PASS GERO is a specialized version of PASS, with an additional 117 mechanisms related to anti-aging activities. These mechanisms directly address hallmarks such as mitochondrial dysfunction, cellular senescence, and epigenetic alterations. Its creators found PASS GERO to be even more accurate than the already highly accurate PASS, and they further found that it correctly identifies the mechanisms of action of well-known and commonly taken drugs such as metformin.
A wide variety of targets
The particular categories that PASS GERO identifies include antioxidant activity, including compounds that scavenge free radicals along with those that chelate metals and inhibit certain avenues of oxidation. Specific mitochondrial functions are considered, and the software looks for compounds that enhance the cellular maintenance process of autophagy. Proteostasis is addressed, includiing compounds that inhibit the production of amyloid protein aggregates.
Telomerase stimulants, compounds with anti-mutagenic effects, and various regulators of specific epigenetic effects are included. As expected, the mTOR and AMPK pathways are also targeted, as is the NF-κB inflammatory pathway and MMP-9, which is associated with inflammation and fibrosis. Fibrosis is also its own target in PASS GERO.
The software also looks for compounds that may support neurons, including potential memory drugs, along with compounds that benefit the thymus, the organ that trains T cells. Finally, the software targets multiple miscellaneous age-related alterations, including some that are related to diabetes.
Free to the public
Unlike many other databases in this industry, these researchers have chosen to make their tool free and available to the public. The website encourages visitors to import SMILES molecular data or use a site-based tool to create compounds or modify existing ones. The site assesses the probability of any compound’s potential activity, and it offers thresholds such as its probability being over a certain percentage or simply being above its probability of inactivity.
While this is a potentially useful tool, all in silico compound analysis does come with some caveats. There is, of course, always the potential for toxicity and off-target effects, compounds created within a web-based tool may be impossible to create in practice, and such a database cannot determine if any particular drug works in some populations but not others. However, researchers seeking to determine if any given substance may or may not be viable as a treatment for a specific age-related disease can first experiment with this tool, potentially finding promising candidates or discarding unpromising ones before serious effort is expended or the first animal is dosed.
Literature
[1] Moskalev, A. A. (2023).
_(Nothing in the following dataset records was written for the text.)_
// System sampling via sysinfo

mod linux;

use crate::config::MonitoringConfig;
use crate::error::SamplingError;
use crate::models::MetricSnapshot;
use std::path::{Path, PathBuf};
use std::sync::{Arc, Mutex};
use std::time::Duration;
use sysinfo::{Components, Disks, System};
use tracing::instrument;

pub struct SysinfoRepo {
    sys: Arc<Mutex<System>>,
    disks: Arc<Mutex<Disks>>,
    components: Arc<Mutex<Components>>,
    disk_mount: PathBuf,
    cpu_sample: Duration,
}

impl SysinfoRepo {
    pub fn new(config: &MonitoringConfig) -> Self {
        let mut sys = System::new_all();
        sys.refresh_all();
        let disks = Disks::new_with_refreshed_list();
        let components = Components::new_with_refreshed_list();
        Self {
            sys: Arc::new(Mutex::new(sys)),
            disks: Arc::new(Mutex::new(disks)),
            components: Arc::new(Mutex::new(components)),
            disk_mount: PathBuf::from(&config.disk_mount),
            cpu_sample: Duration::from_millis(config.cpu_sample_ms),
        }
    }

    /// Collects one consistent snapshot of all watched metrics.
    ///
    /// CPU utilization is delta-based: refresh, hold the measurement window,
    /// refresh again. That blocks the worker thread for `cpu_sample_ms`; the
    /// scheduler's absolute-deadline ticking absorbs it.
    #[instrument(skip(self), fields(repo = "sysinfo", operation = "sample"))]
    pub async fn sample(&self) -> Result<MetricSnapshot, SamplingError> {
        let sys = self.sys.clone();
        let disks = self.disks.clone();
        let components = self.components.clone();
        let disk_mount = self.disk_mount.clone();
        let cpu_sample = self.cpu_sample;
        tokio::task::spawn_blocking(move || {
            let (cpu_percent, ram_used_bytes, ram_total_bytes, uptime_seconds) = {
                let mut sys = sys
                    .lock()
                    .map_err(|e| SamplingError::Platform(format!("sysinfo lock poisoned: {}", e)))?;
                sys.refresh_cpu_all();
                std::thread::sleep(cpu_sample.max(sysinfo::MINIMUM_CPU_UPDATE_INTERVAL));
                sys.refresh_cpu_all();
                let cpu = (sys.global_cpu_usage() as f64).clamp(0.0, 100.0);

                sys.refresh_memory();
                let total = sys.total_memory();
                let used = total.saturating_sub(sys.available_memory());
                (cpu, used, total, System::uptime() as f64)
            };

            let (disk_used_bytes, disk_total_bytes) = {
                let mut disks = disks.lock().map_err(|e| {
                    SamplingError::Platform(format!("sysinfo disks lock poisoned: {}", e))
                })?;
                disks.refresh(false);
                let list = disks.list();
                let mounts: Vec<&Path> = list.iter().map(|d| d.mount_point()).collect();
                let idx = disk_index_for_mount(&mounts, &disk_mount)
                    .ok_or_else(|| SamplingError::DiskNotFound(disk_mount.display().to_string()))?;
                let total = list[idx].total_space();
                (total.saturating_sub(list[idx].available_space()), total)
            };

            let temperature_celsius = {
                let mut components = components.lock().map_err(|e| {
                    SamplingError::Platform(format!("sysinfo components lock poisoned: {}", e))
                })?;
                match probe_temperature(&mut components) {
                    TemperatureProbe::Sample(t) => Some(t),
                    TemperatureProbe::Unsupported => {
                        tracing::debug!(operation = "sample", "no temperature sensor on this host");
                        None
                    }
                    TemperatureProbe::Unavailable(reason) => {
                        tracing::warn!(
                            operation = "sample",
                            reason = %reason,
                            "temperature read failed for this tick"
                        );
                        None
                    }
                }
            };

            Ok(MetricSnapshot {
                cpu_percent,
                ram_used_bytes,
                ram_total_bytes,
                disk_used_bytes,
                disk_total_bytes,
                uptime_seconds,
                temperature_celsius,
            })
        })
        .await
        .map_err(|e| SamplingError::Platform(format!("sampler task join: {}", e)))?
    }
}

/// Outcome of one temperature probe. A host with no sensor source at all is
/// `Unsupported`; a source that exists but failed this read is `Unavailable`.
pub(crate) enum TemperatureProbe {
    Sample(f64),
    Unsupported,
    Unavailable(String),
}

fn probe_temperature(components: &mut Components) -> TemperatureProbe {
    components.refresh(true);
    let list = components.list();
    // Prefer the coretemp driver; fall back to any sensor that reports.
    let preferred = list
        .iter()
        .find(|c| c.label().to_ascii_lowercase().contains("coretemp"))
        .and_then(|c| c.temperature());
    if let Some(t) = preferred {
        return TemperatureProbe::Sample(t as f64);
    }
    if let Some(t) = list.iter().find_map(|c| c.temperature()) {
        return TemperatureProbe::Sample(t as f64);
    }
    linux::read_thermal_zone()
}

/// Index of the disk whose mount point serves `target`: an exact match wins,
/// else the deepest mount that is a prefix of the path.
pub fn disk_index_for_mount(mounts: &[&Path], target: &Path) -> Option<usize> {
    let mut best: Option<(usize, usize)> = None;
    for (i, mount) in mounts.iter().enumerate() {
        if *mount == target {
            return Some(i);
        }
        if target.starts_with(mount) {
            let depth = mount.components().count();
            if best.is_none_or(|(_, d)| depth > d) {
                best = Some((i, depth));
            }
        }
    }
    best.map(|(i, _)| i)
}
Potential geroprotectors–from bench to clinic. Biochemistry (Moscow), 88(11), 1732-1738.
[2] Mervin, L. H., Afzal, A. M., Drakakis, G., Lewis, R., Engkvist, O., & Bender, A. (2015). Target prediction utilising negative bioactivity data covering large chemical space. Journal of cheminformatics, 7(1), 51.
[3] Corominas-Faja, B., Santangelo, E., Cuyàs, E., Micol, V., Joven, J., Ariza, X., … & Menendez, J. A. (2014). Computer-aided discovery of biological activity spectra for anti-aging and anti-cancer olive oil oleuropeins. Aging (Albany NY), 6(9), 731.